Anyone else know they’re not getting a single thing for Valentine’s Day? Do you even say anything to your spouse anymore or just ignore it?
Valentine’s day is overrated.If your significant other loves you they should show that throughout the year.Everyone running around for overpriced flowers,cards and chocolate or having to reserve a table at a busy restaurant on one day because the calendar told you to is stupid in my opinion.Your partner shows you how they feel about you every day.If they don’t appreciate you on any other day what makes you think they will on Valentine’s day? Why are you even still with them? Sometimes you have to love yourself enough to leave.
I’m a single solo mom, of course I’m not getting anything. Same for mother’s day, my birthday, Christmas or anything. Most are commercial days made up by companies for profit. The only one that I miss is mother’s day, I’d like to hear it just once. No gifts or expectations, I’m not unrealistic. But just the 4 simple words, happy mothers day mommy .
We don’t get each other anything. When we want something we buy it. We are going out to eat tonight ( it’s too busy tomorrow night). We don’t need a special day to show our love for each other.
Valentines day is commercialized to get companies money. It’s the little things every day that matter and the random movie night or date night. It means so much more when they do something on a normal day where they aren’t told to and it isn’t expected like it is on valentines day. I’d rather my husband bring me a snickers bar on a random tuesday because he was thinking about me than him buy expensive stuff on a fake holiday
Valentine’s Day is completely overrated. My boyfriend shows me every day how much he loves and appreciates everything I do. We don’t need a specific day out of the year to show each other our love. 
I’m a grown adult in a committed relationship where we don’t need a specific day to show we care.
When my husband was still alive I always got flowers and we always went out to eat.
We don’t do gifts for each other on valentines day. We do however give our young daughters flowers and candies and stuff. We use to celebrate with each other but we are going on 19 years. We don’t need one specific day out the year.
He should be getting you at least a card!
I know I’m not getting anything. We don’t celebrate. We celebrate 50% off chocolate day on the 15th
So be kind to yourself and give yourself a valentine gift!
Married 25 years….we don’t do “gifts” for V-Day….we go eat…that’s it! Never understood all the crap for V-day!

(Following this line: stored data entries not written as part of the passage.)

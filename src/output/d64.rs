// ugBC - A retargetable BASIC compiler creating binaries for 8-bit home computers
// Copyright (C) 2026  Marcel Joachim Kloubert <marcel@kloubert.dev>
//
// This program is free software: you can redistribute it and/or modify
// it under the terms of the GNU Affero General Public License as published by
// the Free Software Foundation, either version 3 of the License, or
// (at your option) any later version.
//
// This program is distributed in the hope that it will be useful,
// but WITHOUT ANY WARRANTY; without even the implied warranty of
// MERCHANTABILITY or FITNESS FOR A PARTICULAR PURPOSE.  See the
// GNU Affero General Public License for more details.
//
// You should have received a copy of the GNU Affero General Public License
// along with this program.  If not, see <https://www.gnu.org/licenses/>.

//! D64 disk images.
//!
//! A D64 image is a 1541 floppy: 35 tracks of 17 to 21 sectors of 256
//! bytes, 683 sectors in all. Track 18 holds the BAM (sector 0) and the
//! directory (sector 1 onwards). Files are chains of sectors carrying
//! 254 bytes each.

use std::io;

/// Total size of a D64 image in bytes.
pub const D64_SIZE: usize = 174_848;

pub const NUM_TRACKS: u8 = 35;

pub const DIRECTORY_TRACK: u8 = 18;

/// Sectors per track, indexed by track (track 0 does not exist).
const SECTORS_PER_TRACK: [u8; 36] = [
    0, 21, 21, 21, 21, 21, 21, 21, 21, 21, 21, 21, 21, 21, 21, 21, 21, 21, // 1-17
    19, 19, 19, 19, 19, 19, 19, // 18-24
    18, 18, 18, 18, 18, 18, // 25-30
    17, 17, 17, 17, 17, // 31-35
];

/// Track 18, sector 0.
const BAM_OFFSET: usize = 17 * 21 * 256;

/// Track 18, sector 1.
const DIRECTORY_OFFSET: usize = BAM_OFFSET + 256;

const ENTRIES_PER_SECTOR: usize = 8;

/// Closed PRG file.
const FILE_TYPE_PRG: u8 = 0x82;

pub fn sectors_in_track(track: u8) -> u8 {
    if track == 0 || track > NUM_TRACKS {
        0
    } else {
        SECTORS_PER_TRACK[track as usize]
    }
}

/// Byte offset of a track/sector in the image.
pub fn sector_offset(track: u8, sector: u8) -> Option<usize> {
    if sector >= sectors_in_track(track) {
        return None;
    }
    let before: usize = (1..track).map(|t| sectors_in_track(t) as usize * 256).sum();
    Some(before + sector as usize * 256)
}

fn disk_error(message: &str) -> io::Error {
    io::Error::other(message.to_string())
}

/// Name bytes padded with shifted spaces.
fn padded_name(name: &str) -> [u8; 16] {
    let mut bytes = [0xA0u8; 16];
    for (slot, c) in bytes.iter_mut().zip(name.to_ascii_uppercase().bytes()) {
        *slot = c;
    }
    bytes
}

/// Builds a D64 image file by file.
pub struct D64Builder {
    data: Vec<u8>,
    next: (u8, u8),
    files: usize,
}

impl D64Builder {
    /// An empty, formatted disk called `name`.
    pub fn new(name: &str) -> Self {
        let mut builder = Self {
            data: vec![0; D64_SIZE],
            next: (1, 0),
            files: 0,
        };
        builder.format(name);
        builder
    }

    fn bam_entry(track: u8) -> usize {
        BAM_OFFSET + 4 + (track as usize - 1) * 4
    }

    fn format(&mut self, name: &str) {
        let bam = BAM_OFFSET;
        self.data[bam] = DIRECTORY_TRACK;
        self.data[bam + 1] = 1;
        self.data[bam + 2] = 0x41;

        for track in 1..=NUM_TRACKS {
            let entry = Self::bam_entry(track);
            let sectors = sectors_in_track(track);
            self.data[entry] = sectors;
            for sector in 0..sectors {
                self.data[entry + 1 + (sector / 8) as usize] |= 1 << (sector % 8);
            }
        }
        self.mark_used(DIRECTORY_TRACK, 0);
        self.mark_used(DIRECTORY_TRACK, 1);

        self.data[bam + 0x90..bam + 0xA0].copy_from_slice(&padded_name(name));
        self.data[bam + 0xA0..bam + 0xAB].copy_from_slice(&[
            0xA0, 0xA0, b'U', b'G', 0xA0, b'2', b'A', 0xA0, 0xA0, 0xA0, 0xA0,
        ]);

        self.data[DIRECTORY_OFFSET] = 0x00;
        self.data[DIRECTORY_OFFSET + 1] = 0xFF;
    }

    fn is_free(&self, track: u8, sector: u8) -> bool {
        let entry = Self::bam_entry(track);
        self.data[entry + 1 + (sector / 8) as usize] & (1 << (sector % 8)) != 0
    }

    fn mark_used(&mut self, track: u8, sector: u8) {
        let entry = Self::bam_entry(track);
        if self.is_free(track, sector) {
            self.data[entry] -= 1;
            self.data[entry + 1 + (sector / 8) as usize] &= !(1 << (sector % 8));
        }
    }

    /// Next free sector outside the directory track.
    fn allocate(&mut self) -> Option<(u8, u8)> {
        let (mut track, mut sector) = self.next;
        for _ in 0..D64_SIZE / 256 {
            if track == DIRECTORY_TRACK {
                track += 1;
                sector = 0;
            }
            if track > NUM_TRACKS {
                track = 1;
                sector = 0;
            }
            if self.is_free(track, sector) {
                self.mark_used(track, sector);
                self.next = (track, sector + 1);
                if sector + 1 >= sectors_in_track(track) {
                    self.next = (track + 1, 0);
                }
                return Some((track, sector));
            }
            sector += 1;
            if sector >= sectors_in_track(track) {
                track += 1;
                sector = 0;
            }
        }
        None
    }

    /// Store `data` as a PRG file called `name`.
    pub fn add_file(&mut self, name: &str, data: &[u8]) -> io::Result<()> {
        if self.files >= ENTRIES_PER_SECTOR {
            return Err(disk_error("directory full"));
        }
        let chunks: Vec<&[u8]> = if data.is_empty() {
            vec![&[]]
        } else {
            data.chunks(254).collect()
        };
        let mut sectors = Vec::with_capacity(chunks.len());
        for _ in &chunks {
            sectors.push(self.allocate().ok_or_else(|| disk_error("disk full"))?);
        }

        for (index, (chunk, &(track, sector))) in chunks.iter().zip(&sectors).enumerate() {
            let offset = sector_offset(track, sector).ok_or_else(|| disk_error("bad sector"))?;
            match sectors.get(index + 1) {
                Some(&(next_track, next_sector)) => {
                    self.data[offset] = next_track;
                    self.data[offset + 1] = next_sector;
                }
                None => {
                    self.data[offset] = 0;
                    self.data[offset + 1] = (chunk.len() + 1) as u8;
                }
            }
            self.data[offset + 2..offset + 2 + chunk.len()].copy_from_slice(chunk);
        }

        let entry = DIRECTORY_OFFSET + self.files * 32;
        let (first_track, first_sector) = sectors[0];
        self.data[entry + 2] = FILE_TYPE_PRG;
        self.data[entry + 3] = first_track;
        self.data[entry + 4] = first_sector;
        self.data[entry + 5..entry + 21].copy_from_slice(&padded_name(name));
        self.data[entry + 0x1E..entry + 0x20].copy_from_slice(&(sectors.len() as u16).to_le_bytes());
        self.files += 1;
        log::debug!("d64: {} in {} sector(s) from {}/{}", name, sectors.len(), first_track, first_sector);
        Ok(())
    }

    pub fn data(&self) -> &[u8] {
        &self.data
    }

    pub fn into_data(self) -> Vec<u8> {
        self.data
    }
}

If you want something go get it yourself , heck day after I am going to go buy me half off candy lol
I told my husband i didn’t want to exchange this year. I would rather save up and do a special date a different weekend or buy something more useful. I dont want to spend money we don’t have on chocolates or flowers.
If it matters to you, express that to him. It’s ok for you to want to feel special on Valentines Day and a card is not too much to ask… or even a card and $10 cut flowers… it’s also ok if it doesn’t matter to you. If you express that it matters to you, and your finances support that you can be treated, and he still doesn’t get anything for you… i would ask him why? If there is something he cares about, do you do what you can to support him too? I think each relationship is different and communication is key. I would also add that in my experience, the women who struggle so much not getting anything, often don’t get anything the rest of the year either so it’s a bit bigger than not getting a box of chocolates.
I know I’m not but I’m perfectly ok with that because my husband shows me he loves me daily in many ways. My husband knows I prefer small daily acts of love over one big display on a specific commercialized day.
If it’s important to you though talk to him about it and explain why it’s important to you. He isn’t a mind reader and a lot of men just don’t think about things like that naturally.
My thought is this IF you have to have a special day like valentines day, Christmas, Easter, birthday anniversary for showing someone you love only on those days and are nasty the rest of the year than keep it lol I want love and respect 365 days of the yr. If show up for no reason with even a flower you picked walking with a hug
because you thought of ME when you saw it no gift is more special you don’t need a day to celebrate just a who and why and its because it hers /him do nay …sometime just a hug and I love
you is worth more than a gift
my favorite was when my hubby came home from a walk with a bouquet of wild flowers and a bag of apples he picked with a apple pie in mind lol and a hug and kiss with no special reason just love and a wanting a pie lol
It is valentines day. Get yoruself a gift or say lets go out to eat. We don’t exchanges gifts for any holiday or bday naymore. We just go out for a good meal or dessert.
So i personally don’t care, I always make sure we have something for the kids before anything else. If we have the extra spending money and I have the energy I will typically go out and get some flowers and some chocolates for us as a couple everytime my hubby goes to get groceries with me he always picks out some flowers and a sweet of some sort for me, however he typically forgets the important dates
I got a kiss & happy valentine’s day. I’d get too but he had to work tonight so
. I don’t care about V day. Our anniversary & my birthday yes.